You’ll usually be treated in the hospital, where your doctor may suggest:
- Careful fetal monitoring, including nonstress tests, ultrasounds, heart rate monitoring, assessment of fetal growth and amniotic fluid assessment
- Medication to lower your blood pressure (antihypertensives)
- The anticonvulsant medication magnesium sulfate, an electrolyte that may help prevent progression to eclampsia
- Early delivery, often once you’ve reached 34 weeks of pregnancy and your condition is stable; your doctor may give you corticosteroids to help mature your baby’s lungs to deliver her right away, regardless of gestational age
Can you prevent preeclampsia?
“There really is nothing [you can do] to prevent preeclampsia,” Dr. Wu says. But as with most pregnancy-related complications, the best way to lower your risk is to stay on top of your prenatal appointments. During these visits, you can bring up any symptoms you’re experiencing and your doctor can do a thorough exam.
These steps may also help decrease your risk — just remember that sometimes preeclampsia develops for no known reason, even if done all of the things below:
- Eating healthy. That means eating plenty of high-fiber fruits and vegetables, whole grains, low-fat protein and dairy.
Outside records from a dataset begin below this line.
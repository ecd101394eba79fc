//! Sentence module

use crate::Property;
use serde::{Deserialize, Serialize};

/// A sentence of text together with the metadata of the unit it came from
///
/// Segmenters produce sentences with empty metadata; the extractor attaches
/// the unit-level metadata afterwards, replicated across every sentence.
#[derive(Debug, Clone, PartialEq, Eq, Default, Serialize, Deserialize)]
pub struct Sentence {
    /// Sentence text
    pub text: String,

    /// Metadata of the enclosing unit
    #[serde(default)]
    pub metadata: Vec<Property>,
}

impl Sentence {
    /// Create a sentence without metadata
    pub fn new(text: impl Into<String>) -> Self {
        Self {
            text: text.into(),
            metadata: Vec::new(),
        }
    }

    /// Create a sentence carrying the given metadata
    pub fn with_metadata(text: impl Into<String>, metadata: Vec<Property>) -> Self {
        Self {
            text: text.into(),
            metadata,
        }
    }
}
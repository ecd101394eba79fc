//! Structure specification - the declarative description of a corpus format
//!
//! A specification is authored as nested JSON objects:
//!
//! ```json
//! {
//!   "structureName": "play",
//!   "xpaths": ["/play"],
//!   "metadata": [{ "xpaths": ["title"], "propertyName": "title" }],
//!   "units": [
//!     { "structureName": "speech", "xpaths": ["act/scene/sp"],
//!       "metadata": [{ "xpaths": [""], "attr": "who", "propertyName": "speaker" }] }
//!   ]
//! }
//! ```
//!
//! Nodes with a `units` key become [`StructureSpec::Internal`]; nodes without
//! one become [`StructureSpec::Leaf`]. The tag is resolved once while
//! deserializing so the extractor never re-checks key presence.

use serde::{Deserialize, Serialize};

/// A rule describing how to extract one kind of metadata value
#[derive(Debug, Clone, PartialEq, Eq, Hash, Serialize, Deserialize)]
pub struct MetadataRule {
    /// Path expressions locating the value, relative to the unit's node
    #[serde(default)]
    pub xpaths: Vec<String>,

    /// Attribute to read; when absent the element text is used
    #[serde(default, skip_serializing_if = "Option::is_none")]
    pub attr: Option<String>,

    /// Name given to every property produced by this rule
    #[serde(rename = "propertyName")]
    pub property_name: String,
}

/// A specification node that produces sentences directly
#[derive(Debug, Clone, PartialEq, Eq)]
pub struct LeafSpec {
    /// Name of the units produced by this node
    pub name: String,
    /// Path expressions matching the unit's markup nodes
    pub xpaths: Vec<String>,
    /// Metadata rules, if any
    pub metadata: Option<Vec<MetadataRule>>,
    /// Path expressions for the sentence text; defaults to `xpaths`
    pub sentence_xpaths: Option<Vec<String>>,
}

/// A specification node that produces nested units
#[derive(Debug, Clone, PartialEq, Eq)]
pub struct InternalSpec {
    /// Name of the units produced by this node
    pub name: String,
    /// Path expressions matching the unit's markup nodes
    pub xpaths: Vec<String>,
    /// Metadata rules, if any
    pub metadata: Option<Vec<MetadataRule>>,
    /// Child specifications, applied in order under every match
    pub children: Vec<StructureSpec>,
}

/// A node of the structure specification tree
#[derive(Debug, Clone, PartialEq, Eq, Serialize, Deserialize)]
#[serde(from = "RawStructure", into = "RawStructure")]
pub enum StructureSpec {
    /// Produces units holding sentences
    Leaf(LeafSpec),
    /// Produces units holding nested units
    Internal(InternalSpec),
}

impl StructureSpec {
    /// Name given to units produced by this node
    pub fn name(&self) -> &str {
        match self {
            StructureSpec::Leaf(leaf) => &leaf.name,
            StructureSpec::Internal(internal) => &internal.name,
        }
    }

    /// Path expressions matching this node's units
    pub fn xpaths(&self) -> &[String] {
        match self {
            StructureSpec::Leaf(leaf) => &leaf.xpaths,
            StructureSpec::Internal(internal) => &internal.xpaths,
        }
    }

    /// Metadata rules, or `None` when the node declares no `metadata`
    pub fn metadata(&self) -> Option<&[MetadataRule]> {
        match self {
            StructureSpec::Leaf(leaf) => leaf.metadata.as_deref(),
            StructureSpec::Internal(internal) => internal.metadata.as_deref(),
        }
    }

    /// Child specifications (`None` for leaves)
    pub fn children(&self) -> Option<&[StructureSpec]> {
        match self {
            StructureSpec::Leaf(_) => None,
            StructureSpec::Internal(internal) => Some(&internal.children),
        }
    }

    /// Path expressions used to gather sentence text under a unit
    ///
    /// Leaves may name dedicated sentence paths; otherwise the unit's own
    /// `xpaths` are reused, relative to the unit's node.
    pub fn sentence_xpaths(&self) -> &[String] {
        match self {
            StructureSpec::Leaf(LeafSpec {
                sentence_xpaths: Some(paths),
                ..
            }) => paths,
            _ => self.xpaths(),
        }
    }

    /// Whether this node produces sentences
    pub fn is_leaf(&self) -> bool {
        matches!(self, StructureSpec::Leaf(_))
    }

    /// Depth of the specification tree rooted here (a leaf has depth 1)
    pub fn depth(&self) -> usize {
        1 + self
            .children()
            .map(|children| children.iter().map(StructureSpec::depth).max().unwrap_or(0))
            .unwrap_or(0)
    }
}

/// Wire form of a specification node, as authored in JSON
#[derive(Debug, Clone, Serialize, Deserialize)]
struct RawStructure {
    #[serde(rename = "structureName")]
    structure_name: String,

    xpaths: Vec<String>,

    #[serde(default, skip_serializing_if = "Option::is_none")]
    units: Option<Vec<RawStructure>>,

    #[serde(default, skip_serializing_if = "Option::is_none")]
    metadata: Option<Vec<MetadataRule>>,

    #[serde(
        default,
        rename = "sentenceXpaths",
        alias = "xpaths-for-sentences",
        skip_serializing_if = "Option::is_none"
    )]
    sentence_xpaths: Option<Vec<String>>,
}

impl From<RawStructure> for StructureSpec {
    fn from(raw: RawStructure) -> Self {
        match raw.units {
            Some(units) => StructureSpec::Internal(InternalSpec {
                name: raw.structure_name,
                xpaths: raw.xpaths,
                metadata: raw.metadata,
                children: units.into_iter().map(StructureSpec::from).collect(),
            }),
            None => StructureSpec::Leaf(LeafSpec {
                name: raw.structure_name,
                xpaths: raw.xpaths,
                metadata: raw.metadata,
                sentence_xpaths: raw.sentence_xpaths,
            }),
        }
    }
}

impl From<StructureSpec> for RawStructure {
    fn from(spec: StructureSpec) -> Self {
        match spec {
            StructureSpec::Leaf(leaf) => RawStructure {
                structure_name: leaf.name,
                xpaths: leaf.xpaths,
                units: None,
                metadata: leaf.metadata,
                sentence_xpaths: leaf.sentence_xpaths,
            },
            StructureSpec::Internal(internal) => RawStructure {
                structure_name: internal.name,
                xpaths: internal.xpaths,
                units: Some(internal.children.into_iter().map(RawStructure::from).collect()),
                metadata: internal.metadata,
                sentence_xpaths: None,
            },
        }
    }
}
//! Kalah-MCTS command line driver.
//!
//! ## Usage
//!
//! - `kalah-mcts` - Play one random demo game
//! - `kalah-mcts demo` - Play one random demo game, printing every position
//! - `kalah-mcts playouts` - Run lock-step batched random playouts
//! - `kalah-mcts conform` - Replay random games through both rule implementations
//!
//! Logging goes to stderr and is controlled with `RUST_LOG`.

use std::time::Instant;

use anyhow::{Context, Result, bail};
use clap::{Parser, Subcommand};
use fastrand::Rng;
use tracing::{debug, info};
use tracing_subscriber::EnvFilter;

use kalah_mcts::actions::{action_index_to_name, legal_actions};
use kalah_mcts::batched;
use kalah_mcts::constants::{LEGAL_BUFFER_LEN, N_SLOTS};
use kalah_mcts::outcome::{Outcome, evaluate};
use kalah_mcts::playout::{BatchPlayout, play_random_move};
use kalah_mcts::rules::RuleSet;
use kalah_mcts::sowing::play_move;
use kalah_mcts::state::{PendingBonus, State};

/// Kalah-MCTS: Kalah rules engine for tree search and batched playouts
#[derive(Parser)]
#[command(name = "kalah-mcts")]
#[command(author, version, about, long_about = None)]
struct Cli {
    /// Rule variant
    #[arg(long, value_enum, default_value_t = RuleSet::BonusTurn, global = true)]
    rules: RuleSet,

    /// Random seed
    #[arg(long, default_value_t = 1, global = true)]
    seed: u64,

    #[command(subcommand)]
    command: Option<Commands>,
}

#[derive(Subcommand)]
enum Commands {
    /// Play a single random game and print every position
    Demo,
    /// Run random playouts from the initial position in lock step
    Playouts {
        /// Number of independent playout slots
        #[arg(long, default_value_t = N_SLOTS)]
        slots: usize,
    },
    /// Replay random games through both rule implementations and compare them
    Conform {
        /// Number of games to replay
        #[arg(long, default_value_t = 1000)]
        games: u64,
    },
}

fn main() -> Result<()> {
    tracing_subscriber::fmt()
        .with_env_filter(EnvFilter::from_default_env())
        .with_writer(std::io::stderr)
        .init();

    let cli = Cli::parse();
    match cli.command {
        Some(Commands::Playouts { slots }) => run_playouts(cli.rules, slots, cli.seed),
        Some(Commands::Conform { games }) => run_conform(cli.rules, games, cli.seed),
        Some(Commands::Demo) | None => {
            run_demo(cli.rules, cli.seed);
            Ok(())
        }
    }
}

fn run_demo(rules: RuleSet, seed: u64) {
    println!("Kalah-MCTS: {} ({rules} rules)\n", State::class_repr());

    let mut rng = Rng::with_seed(seed);
    let mut state = State::with_rules(rules);
    println!("{state}");

    loop {
        let outcome = evaluate(&mut state);
        if outcome.is_terminal() {
            println!("{state}");
            println!("Result: {outcome:?} (stores A {} / B {})", state.stores[0], state.stores[1]);
            return;
        }
        let mover = state.turn;
        let passing = state.pending == PendingBonus::Granted;
        match play_random_move(&mut state, &mut rng) {
            Some(_) if passing => println!("{mover} passes\n{state}"),
            Some(action) => {
                println!("{mover} plays {}", action_index_to_name(action));
                println!("{state}");
            }
            None => return,
        }
    }
}

fn run_playouts(rules: RuleSet, slots: usize, seed: u64) -> Result<()> {
    let root = State::with_rules(rules);
    let mut batch = BatchPlayout::new(&root, slots, seed);
    info!(slots, %rules, seed, "starting batched playouts");

    let start = Instant::now();
    let summary = batch.run();
    let elapsed = start.elapsed();

    println!("{summary}");
    println!(
        "{:.0} playouts/s",
        slots as f64 / elapsed.as_secs_f64().max(f64::EPSILON)
    );
    Ok(())
}

/// Replay `games` seeded random games move by move through the owned state
/// and the flat buffers, comparing positions after every call.
fn run_conform(rules: RuleSet, games: u64, seed: u64) -> Result<()> {
    for game in 0..games {
        let mut rng = Rng::with_seed(seed.wrapping_add(game));
        let mut state = State::with_rules(rules);
        let mut board = state.board_buffer();
        let mut extra = state.extra_info();
        let mut legal = [0i16; LEGAL_BUFFER_LEN];
        let mut turn = state.turn.sign();
        let mut last_action = 0;

        loop {
            let outcome = evaluate(&mut state);
            let flat = batched::compute_outcome(&mut board, &mut extra, turn, last_action);
            if outcome != Outcome::from_value(flat) {
                bail!("game {game}: outcome {outcome:?} != flat {flat}");
            }
            if State::from_buffers(&board, &extra, turn, rules) != state {
                bail!("game {game}: positions diverged after action {last_action}\n{state}");
            }
            if outcome.is_terminal() {
                debug!(game, ?outcome, "game finished");
                break;
            }

            let actions = legal_actions(&state);
            batched::legal_actions_playout(&board, &extra, turn, &mut legal);
            let count = legal[LEGAL_BUFFER_LEN - 1] as usize;
            let flat_actions: Vec<usize> = legal[..count].iter().map(|&a| a as usize).collect();
            if actions != flat_actions {
                bail!("game {game}: legal sets differ: {actions:?} != {flat_actions:?}");
            }
            if count == 0 {
                bail!("game {game}: no legal action in an ongoing position\n{state}");
            }

            let ord = rng.usize(..count);
            let action = actions[ord];
            play_move(&mut state, action)
                .with_context(|| format!("game {game}: legal action {action} rejected"))?;
            let taken = batched::take_action_playout(
                &mut board,
                &mut extra,
                turn,
                action,
                ord,
                &mut legal,
                rules,
            );
            if !taken {
                bail!("game {game}: flat buffers rejected legal action {action}");
            }
            turn = -turn;
            last_action = action;
        }
    }

    println!("{games} games replayed, both implementations agree");
    Ok(())
}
Good intake of magnesium, in particular, may reduce preeclampsia risk (a square of dark chocolate is a surprisingly good source). Aim to limit or avoid foods that aren’t as healthy, such as sugary or processed foods.
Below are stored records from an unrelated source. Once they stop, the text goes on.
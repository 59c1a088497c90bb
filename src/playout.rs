//! Random playouts (uniform random play until the game ends).
//!
//! Two drivers share the same protocol (legal set, uniform pick, apply,
//! evaluate):
//! - [`random_playout`] walks an owned [`State`] one move at a time.
//! - [`BatchPlayout`] keeps many independent [`PlayoutSlot`]s in flat buffers
//!   and advances all unfinished slots one move per lock-step pass, with the
//!   slots of a pass spread over the rayon thread pool.
//!
//! Each game or slot carries its own seeded `fastrand::Rng`. A slot and a
//! sequential playout started from the same position with the same seed make
//! the same choices and finish in the same position.

use std::fmt;

use fastrand::Rng;
use rayon::prelude::*;
use tracing::debug;

use crate::actions::legal_actions;
use crate::batched::{compute_outcome, legal_actions_playout, take_action_playout};
use crate::constants::{BOARD_LEN, EXTRA_INFO_LEN, LEGAL_BUFFER_LEN};
use crate::outcome::{Outcome, evaluate};
use crate::rules::RuleSet;
use crate::sowing::play_move;
use crate::state::State;

/// Play a uniformly chosen legal action. Returns the action, or `None` if
/// there was nothing to play.
pub fn play_random_move(state: &mut State, rng: &mut Rng) -> Option<usize> {
    let actions = legal_actions(state);
    if actions.is_empty() {
        return None;
    }
    let action = actions[rng.usize(..actions.len())];
    play_move(state, action).ok()?;
    Some(action)
}

/// Play random moves from `state` until the game is decided.
pub fn random_playout(state: &mut State, rng: &mut Rng) -> Outcome {
    loop {
        let outcome = evaluate(state);
        if outcome.is_terminal() || play_random_move(state, rng).is_none() {
            return outcome;
        }
    }
}

/// One independent playout in flat-buffer form.
#[derive(Clone, Debug)]
pub struct PlayoutSlot {
    board: [i8; BOARD_LEN],
    extra_info: [i8; EXTRA_INFO_LEN],
    legal: [i16; LEGAL_BUFFER_LEN],
    turn: i8,
    rules: RuleSet,
    rng: Rng,
    last_action: usize,
    moves: usize,
    outcome: i8,
}

impl PlayoutSlot {
    /// Start a playout from `root` with its own generator.
    pub fn new(root: &State, seed: u64) -> Self {
        let mut slot = PlayoutSlot {
            board: root.board_buffer(),
            extra_info: root.extra_info(),
            legal: [0; LEGAL_BUFFER_LEN],
            turn: root.turn.sign(),
            rules: root.rules,
            rng: Rng::with_seed(seed),
            last_action: 0,
            moves: 0,
            outcome: 0,
        };
        slot.outcome = compute_outcome(
            &mut slot.board,
            &mut slot.extra_info,
            slot.turn,
            slot.last_action,
        );
        slot
    }

    #[inline]
    pub fn is_finished(&self) -> bool {
        Outcome::from_value(self.outcome).is_terminal()
    }

    /// Advance by one move. Does nothing once the game is decided.
    pub fn step(&mut self) {
        if self.is_finished() {
            return;
        }
        legal_actions_playout(&self.board, &self.extra_info, self.turn, &mut self.legal);
        let count = self.legal[LEGAL_BUFFER_LEN - 1] as usize;
        if count == 0 {
            return;
        }

        let ord = self.rng.usize(..count);
        let action = self.legal[ord] as usize;
        take_action_playout(
            &mut self.board,
            &mut self.extra_info,
            self.turn,
            action,
            ord,
            &mut self.legal,
            self.rules,
        );
        self.turn = -self.turn;
        self.last_action = action;
        self.moves += 1;
        self.outcome = compute_outcome(
            &mut self.board,
            &mut self.extra_info,
            self.turn,
            self.last_action,
        );
    }

    pub fn outcome(&self) -> Outcome {
        Outcome::from_value(self.outcome)
    }

    /// Moves played so far, forced passes included.
    pub fn moves(&self) -> usize {
        self.moves
    }

    /// Current position as an owned state.
    pub fn state(&self) -> State {
        State::from_buffers(&self.board, &self.extra_info, self.turn, self.rules)
    }
}

/// Totals over a finished batch.
#[derive(Clone, Copy, Debug, Default, PartialEq, Eq)]
pub struct BatchSummary {
    pub wins_a: usize,
    pub wins_b: usize,
    pub draws: usize,
    /// Lock-step passes needed until every slot finished.
    pub passes: usize,
    /// Moves played over all slots.
    pub moves: usize,
}

impl fmt::Display for BatchSummary {
    fn fmt(&self, f: &mut fmt::Formatter<'_>) -> fmt::Result {
        write!(
            f,
            "A wins {}, B wins {}, draws {} ({} moves in {} passes)",
            self.wins_a, self.wins_b, self.draws, self.moves, self.passes
        )
    }
}

/// Many playouts advanced in lock step.
pub struct BatchPlayout {
    slots: Vec<PlayoutSlot>,
}

impl BatchPlayout {
    /// `n_slots` playouts from `root`; slot `i` is seeded with `seed + i`.
    pub fn new(root: &State, n_slots: usize, seed: u64) -> Self {
        let slots = (0..n_slots)
            .map(|i| PlayoutSlot::new(root, seed.wrapping_add(i as u64)))
            .collect();
        Self { slots }
    }

    pub fn slots(&self) -> &[PlayoutSlot] {
        &self.slots
    }

    /// Run every slot to the end of its game.
    pub fn run(&mut self) -> BatchSummary {
        let mut passes = 0;
        loop {
            let active: usize = self
                .slots
                .par_iter_mut()
                .filter(|slot| !slot.is_finished())
                .map(|slot| {
                    slot.step();
                    1
                })
                .sum();
            if active == 0 {
                break;
            }
            passes += 1;
            debug!(pass = passes, active, "lock-step pass");
        }

        let mut summary = BatchSummary {
            passes,
            ..Default::default()
        };
        for slot in &self.slots {
            summary.moves += slot.moves();
            match slot.outcome() {
                Outcome::WinA => summary.wins_a += 1,
                Outcome::WinB => summary.wins_b += 1,
                Outcome::Draw => summary.draws += 1,
                Outcome::Ongoing => {}
            }
        }
        summary
    }
}
//! Constants for board geometry, buffer layout, and action sentinels.
//!
//! The board is two rows of [`PITS`] pits. Row 0 belongs to side A and is sown
//! toward column 0, row 1 belongs to side B and is sown toward column
//! `PITS - 1`. Each side's store sits just past the end of its own row.
//!
//! # Stone Count Configuration
//!
//! The number of stones initially placed in every pit is controlled by Cargo
//! features:
//! - `stones3`: 3 stones per pit
//! - `stones4` (default): 4 stones per pit
//! - `stones6`: 6 stones per pit
//!
//! ```sh
//! cargo build                                            # 4 stones (default)
//! cargo build --no-default-features --features stones6   # 6 stones
//! ```

// =============================================================================
// Board Geometry
// =============================================================================

/// Pits per side.
pub const PITS: usize = 6;

/// Number of rows (one per side).
pub const ROWS: usize = 2;

/// Row owned by side A (the minimizing player, turn sign -1).
pub const ROW_A: usize = 0;

/// Row owned by side B (the maximizing player, turn sign +1).
pub const ROW_B: usize = 1;

/// Stones initially placed in every pit.
#[cfg(feature = "stones3")]
pub const STONES: u8 = 3;

#[cfg(feature = "stones4")]
pub const STONES: u8 = 4;

#[cfg(feature = "stones6")]
pub const STONES: u8 = 6;

#[cfg(any(
    all(feature = "stones3", feature = "stones4"),
    all(feature = "stones3", feature = "stones6"),
    all(feature = "stones4", feature = "stones6"),
))]
compile_error!("Enable only one of the 'stones3', 'stones4' and 'stones6' features");

#[cfg(not(any(feature = "stones3", feature = "stones4", feature = "stones6")))]
compile_error!("Must enable exactly one stone count feature: 'stones3', 'stones4' or 'stones6'");

/// Stones in play for the whole game (board plus both stores).
pub const TOTAL_STONES: u32 = (ROWS * PITS) as u32 * STONES as u32;

// =============================================================================
// Flat Buffer Layout
// =============================================================================

/// Length of the flat, row-major board buffer.
pub const BOARD_LEN: usize = ROWS * PITS;

/// Length of the auxiliary buffer carrying stores and bonus flags.
pub const EXTRA_INFO_LEN: usize = 2 * PITS + 2;

/// Offset of side A's store in the auxiliary buffer.
pub const EXTRA_STORE_A: usize = 0;

/// Offset of side B's store in the auxiliary buffer.
pub const EXTRA_STORE_B: usize = 1;

/// Offset of the "bonus granted" flag (next call is a forced pass).
pub const EXTRA_GRANTED: usize = 2;

/// Offset of the "bonus displayed" flag (a forced pass was just taken).
pub const EXTRA_DISPLAY: usize = 3;

// =============================================================================
// Actions and Outcomes
// =============================================================================

/// Size of the action space (one slot per pit column).
pub const MAX_ACTIONS: usize = PITS;

/// Action slot listed for the forced pass that hands a bonus move back: the
/// last slot of the action space. While a bonus is granted every slot is
/// played as the pass, so sharing an index with pit 5 is harmless.
pub const FORCED_PASS: usize = MAX_ACTIONS - 1;

/// Length of a playout legal-action buffer: room for every pit action, then
/// the count in the last entry. A forced pass only ever occupies entry 0.
pub const LEGAL_BUFFER_LEN: usize = MAX_ACTIONS + 1;

/// Outcome value returned while the game is still running.
/// Anything outside `{-1, 0, 1}` means ongoing; this is the value produced.
pub const OUTCOME_ONGOING: i8 = -2;

/// Default number of lock-step playout slots for the CLI.
pub const N_SLOTS: usize = 4096;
- Exercising. Talk to your doctor about how much exercise you should be getting; ACOG recommends 150 minutes of moderate activity (such as a walk after lunch and dinner) a week.[9]
- Watching your weight.Gaining the recommended amount of weight during pregnancy has lots of benefits for you and your baby, including reducing your risk of preeclampsia. Keep in mind that while it’s helpful to lose weight before you conceive if you’re overweight or obese, it’s never a good idea to try and lose weight during pregnancy.
- Managing chronic conditions. Chronic hypertension and diabetes are risk factors for preeclampsia, so it’s important to work with your doctor to keep these under control.
- Talking to your doctor about aspirin. Ask your OB/GYN if taking low-dose aspirin is a good option for you to lower your preeclampsia risk.
- Caring for your teeth. Some research has indicated that women with a history of periodontal disease are at increased risk of preeclampsia. So to be on the safe side, maintain good oral hygiene before and during pregnancy, which includes flossing daily and visiting your dentist every six months.
Possible complications of untreated preeclampsia
If preeclampsia isn’t treated, it can progress to eclampsia, a much more serious pregnancy condition that results in seizures and other consequences for you and your baby. Untreated preeclampsia can also lead to HELLP syndrome, which can result in complications, including liver damage.
Having preeclampsia puts you at greater risk later in life of kidney disease and heart disease, including heart attack, stroke and high blood pressure. It also increases your chances of developing preeclampsia in subsequent pregnancies.
Most cases of preeclampsia resolve at baby’s birth. Rarely, preeclampsia symptoms appear within 48 hours after delivery, although postpartum preeclampsia can happen up to six weeks following a baby’s arrival. It’s more common in those who had preeclampsia during pregnancy.
Postpartum preeclampsia symptoms are similar to those you’d experience during pregnancy (including high blood pressure and vision changes). It’s essential to let your doctor know if you notice these symptoms.
Left untreated, postpartum preeclampsia can cause many of the same complications as prenatal preeclampsia, such as progression to eclampsia and HELLP syndrome. Your doctor will likely treat you with blood pressure medications along with magnesium sulfate to prevent seizures.
Remember, as long as you’re regularly seeing your doctor, you’ll receive a prompt diagnosis and treatment — which gives you the same great odds of having a healthy pregnancy and birth as women with normal blood pressure.